A Street All Flooded With the Night

by cereus



Category: Les Misérables - All Media Types, Young Wizards - Diane Duane
Genre: Barricades, Cities, Enjolras really has a thing for kissing dead people..., Gerard de Nerval, Ghosts, Implied Jehan/Bahorel, Les Amis de l'ABC - Freeform, Love of Place, M/M, Multi, Other, Revolution, maybe sort of, not really Young Wizards but definitely Young Wizards relevant
Language: English
Status: Completed
Published: 2017-06-05
Updated: 2017-06-05
Packaged: 2018-11-09 07:21:29
Rating: Teen And Up Audiences
Warnings: Major Character Death
Chapters: 1
Words: 2,212
Publisher: archiveofourown.org
Story URL: https://archiveofourown.org/works/11099685
Author URL: https://archiveofourown.org/users/cereus/pseuds/cereus
Summary: June 5, 1832Enjolras carefully made his way around the edge of the barricade and into the Rue Mondetour.  He picked his way carefully around the splintery wooden board placed across the tops of the barrels and then altered his direction to find better shelter near the walls of the houses.  He monitored the sound of his steps carefully, moving from doorway to doorway.Jehan was always telling him that the world was alive with its own quiet kind of life, that people, and animals, and plants, and even objects would tell you things, if you would do them the courtesy of listening...

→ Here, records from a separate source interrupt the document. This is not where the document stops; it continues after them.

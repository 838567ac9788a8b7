use ferrous_resolv_domain::DomainError;
use std::net::Ipv4Addr;
use std::sync::Arc;
use tracing::{debug, instrument};

use crate::ports::AddressResolver;

/// Turns a host string into an IPv4 address: dotted-decimal literals are
/// parsed in place, everything else goes to the resolver.
pub struct HostLookupService {
    resolver: Arc<dyn AddressResolver>,
}

impl HostLookupService {
    pub fn new(resolver: Arc<dyn AddressResolver>) -> Self {
        Self { resolver }
    }

    #[instrument(skip(self))]
    pub fn lookup(&self, host: &str) -> Result<Ipv4Addr, DomainError> {
        if let Some(addr) = parse_numeric_host(host) {
            debug!(addr = %addr, "Numeric host, skipping DNS query");
            return Ok(addr);
        }

        self.resolver.resolve_ipv4(host)
    }
}

/// Strict dotted-decimal form (`a.b.c.d`, each part 0-255).
pub fn parse_numeric_host(host: &str) -> Option<Ipv4Addr> {
    host.parse::<Ipv4Addr>().ok()
}
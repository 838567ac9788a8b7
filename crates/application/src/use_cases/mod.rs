pub mod resolve;

pub use resolve::{
    free_addr_info, gai_strerror, AddrInfoError, GetAddrInfoUseCase, GetHostByNameUseCase,
    HostLookupError,
};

	A Street All Flooded With the Night

June 5, 1832

~

Enjolras carefully made his way around the edge of the barricade and into the Rue Mondetour. He picked his way carefully around the splintery wooden board placed across the tops of the barrels and then altered his direction to find better shelter near the walls of the houses. He monitored the sound of his steps carefully, moving from doorway to doorway.

As he ventured farther, he faltered at the magnitude of the task he had set for himself. Gathering intelligence was familiar work for him, but he could feel the streets prickling with heightened tension, and the city’s terrain was bathed in a high moon, turning the streets into a mosaic of moonlight and shadow. His chest felt just as turbulent and broken. Memories surfaced unbidden. But he still felt that current of familiarity that made walking these streets feel right. And one memory surfaced that he clung to even as it made him shake.

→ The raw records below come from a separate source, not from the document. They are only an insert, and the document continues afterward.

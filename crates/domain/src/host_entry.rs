use crate::addr_info::AddressFamily;
use std::net::Ipv4Addr;

/// Legacy host-entry record: one canonical name, no aliases, one IPv4 address.
#[derive(Debug, Clone, PartialEq, Eq)]
pub struct HostEntry {
    pub name: String,
    pub aliases: Vec<String>,
    pub addr_type: AddressFamily,
    pub length: usize,
    pub addr_list: Vec<Ipv4Addr>,
}

impl HostEntry {
    pub fn new(name: &str, addr: Ipv4Addr) -> Self {
        Self {
            name: name.to_string(),
            aliases: Vec::new(),
            addr_type: AddressFamily::Inet,
            length: addr.octets().len(),
            addr_list: vec![addr],
        }
    }

    pub fn first_addr(&self) -> Option<Ipv4Addr> {
        self.addr_list.first().copied()
    }
}

/// Caller-owned storage for the legacy host-entry lookup.
///
/// Each lookup overwrites whatever the slot held, so at most one result is
/// live per slot. A failed lookup leaves the slot empty.
#[derive(Debug, Default)]
pub struct HostEntrySlot {
    entry: Option<HostEntry>,
}

impl HostEntrySlot {
    pub fn new() -> Self {
        Self::default()
    }

    pub fn get(&self) -> Option<&HostEntry> {
        self.entry.as_ref()
    }

    pub fn store(&mut self, name: &str, addr: Ipv4Addr) -> &HostEntry {
        self.entry.insert(HostEntry::new(name, addr))
    }

    pub fn clear(&mut self) {
        self.entry = None;
    }

    pub fn is_empty(&self) -> bool {
        self.entry.is_none()
    }
}
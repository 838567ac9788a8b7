mod host_lookup_service;
mod service_port;

pub use host_lookup_service::{parse_numeric_host, HostLookupService};
pub use service_port::service_to_port;
use serde::{Deserialize, Serialize};
use std::net::Ipv4Addr;
use std::time::Duration;

/// Resolver settings.
///
/// `nameserver = "0.0.0.0"` is treated the same as leaving it out.
#[derive(Debug, Clone, Deserialize, Serialize)]
pub struct DnsConfig {
    #[serde(default)]
    pub nameserver: Option<Ipv4Addr>,

    /// Fall back to the first IPv4 `nameserver` line of the system resolver
    /// configuration when no server is set explicitly.
    #[serde(default = "default_true")]
    pub use_system_resolv_conf: bool,

    #[serde(default = "default_resolv_conf_path")]
    pub resolv_conf_path: String,

    #[serde(default = "default_dns_port")]
    pub port: u16,

    #[serde(default = "default_query_timeout_ms")]
    pub query_timeout_ms: u64,

    /// Discard replies that do not come from the configured server.
    #[serde(default = "default_true")]
    pub verify_source: bool,

    #[serde(default = "default_self_test_host")]
    pub self_test_host: String,

    #[serde(default = "default_self_test_service")]
    pub self_test_service: String,
}

impl Default for DnsConfig {
    fn default() -> Self {
        Self {
            nameserver: None,
            use_system_resolv_conf: default_true(),
            resolv_conf_path: default_resolv_conf_path(),
            port: default_dns_port(),
            query_timeout_ms: default_query_timeout_ms(),
            verify_source: default_true(),
            self_test_host: default_self_test_host(),
            self_test_service: default_self_test_service(),
        }
    }
}

impl DnsConfig {
    pub fn configured_nameserver(&self) -> Option<Ipv4Addr> {
        self.nameserver.filter(|addr| !addr.is_unspecified())
    }

    pub fn query_timeout(&self) -> Duration {
        Duration::from_millis(self.query_timeout_ms)
    }
}

fn default_true() -> bool {
    true
}

fn default_resolv_conf_path() -> String {
    "/etc/resolv.conf".to_string()
}

fn default_dns_port() -> u16 {
    53
}

fn default_query_timeout_ms() -> u64 {
    2000
}

fn default_self_test_host() -> String {
    "dns.flyca.st".to_string()
}

fn default_self_test_service() -> String {
    "80".to_string()
}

Jehan was always telling him that the world was alive with its own quiet kind of life, that people, and animals, and plants, and even objects would tell you things, if you would do them the courtesy of listening.

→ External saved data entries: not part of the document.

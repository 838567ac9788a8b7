use ferrous_resolv_application::ports::NameserverSource;
use std::net::Ipv4Addr;
use std::path::PathBuf;
use tracing::{debug, warn};

/// A fixed server address, typically from the config file or command line.
#[derive(Debug, Clone, Copy)]
pub struct StaticNameserver {
    addr: Option<Ipv4Addr>,
}

impl StaticNameserver {
    pub fn new(addr: Option<Ipv4Addr>) -> Self {
        Self {
            addr: addr.filter(|a| !a.is_unspecified()),
        }
    }

    pub fn unset() -> Self {
        Self { addr: None }
    }
}

impl NameserverSource for StaticNameserver {
    fn nameserver(&self) -> Option<Ipv4Addr> {
        self.addr
    }

    fn source_name(&self) -> &'static str {
        "config"
    }
}

/// Reads the first IPv4 `nameserver` entry from a resolv.conf-style file.
///
/// The file is re-read on every lookup so DHCP updates are picked up.
pub struct ResolvConfNameserver {
    path: PathBuf,
}

impl ResolvConfNameserver {
    pub fn new() -> Self {
        Self::with_path("/etc/resolv.conf")
    }

    pub fn with_path(path: impl Into<PathBuf>) -> Self {
        Self { path: path.into() }
    }

    pub fn parse(content: &str) -> Option<Ipv4Addr> {
        // Format:
        // # comment
        // nameserver 192.168.1.1
        // nameserver fe80::1%eth0
        for line in content.lines() {
            let line = line.trim();
            if line.starts_with('#') || line.starts_with(';') {
                continue;
            }

            let mut fields = line.split_whitespace();
            if fields.next() != Some("nameserver") {
                continue;
            }

            match fields.next().map(str::parse::<Ipv4Addr>) {
                Some(Ok(addr)) if !addr.is_unspecified() => return Some(addr),
                Some(Ok(_)) => continue,
                Some(Err(_)) => {
                    debug!(line = line, "Skipping non-IPv4 nameserver entry");
                }
                None => continue,
            }
        }

        None
    }
}

impl Default for ResolvConfNameserver {
    fn default() -> Self {
        Self::new()
    }
}

impl NameserverSource for ResolvConfNameserver {
    fn nameserver(&self) -> Option<Ipv4Addr> {
        match std::fs::read_to_string(&self.path) {
            Ok(content) => Self::parse(&content),
            Err(e) => {
                warn!(path = %self.path.display(), error = %e, "Failed to read resolver configuration");
                None
            }
        }
    }

    fn source_name(&self) -> &'static str {
        "resolv.conf"
    }
}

He had always thought of cities as being made up of people, and the bonds between them, a sort of abstract architecture. Power, comradeship, liberty, mutual protection, a beautiful web made of souls... and yet yesterday it had been the stones of the street that had protected their bodies from bullets and their liberty from being crushed under the boots of the guard. And the stones themselves were shaped by human hands. Perhaps the humans and the stones were symbiotic, like those moths and flowers Combeferre was always holding forth about? The ones with the ridiculously long tongues? What was it that Combeferre said? “Find a moth with a tongue of a certain length, and you knew there was a flower just as long somewhere.” Was the Corinthe their flower?

He was used to thinking of liberty as an airy thing, a breeze that could lift all wings equally if only everyone was allowed to spread theirs. To think of it as solid, a thing of stone, was... novel.

So he thought of Jehan and tried to look at those stones until he really saw them... to listen until he could hear what they were saying.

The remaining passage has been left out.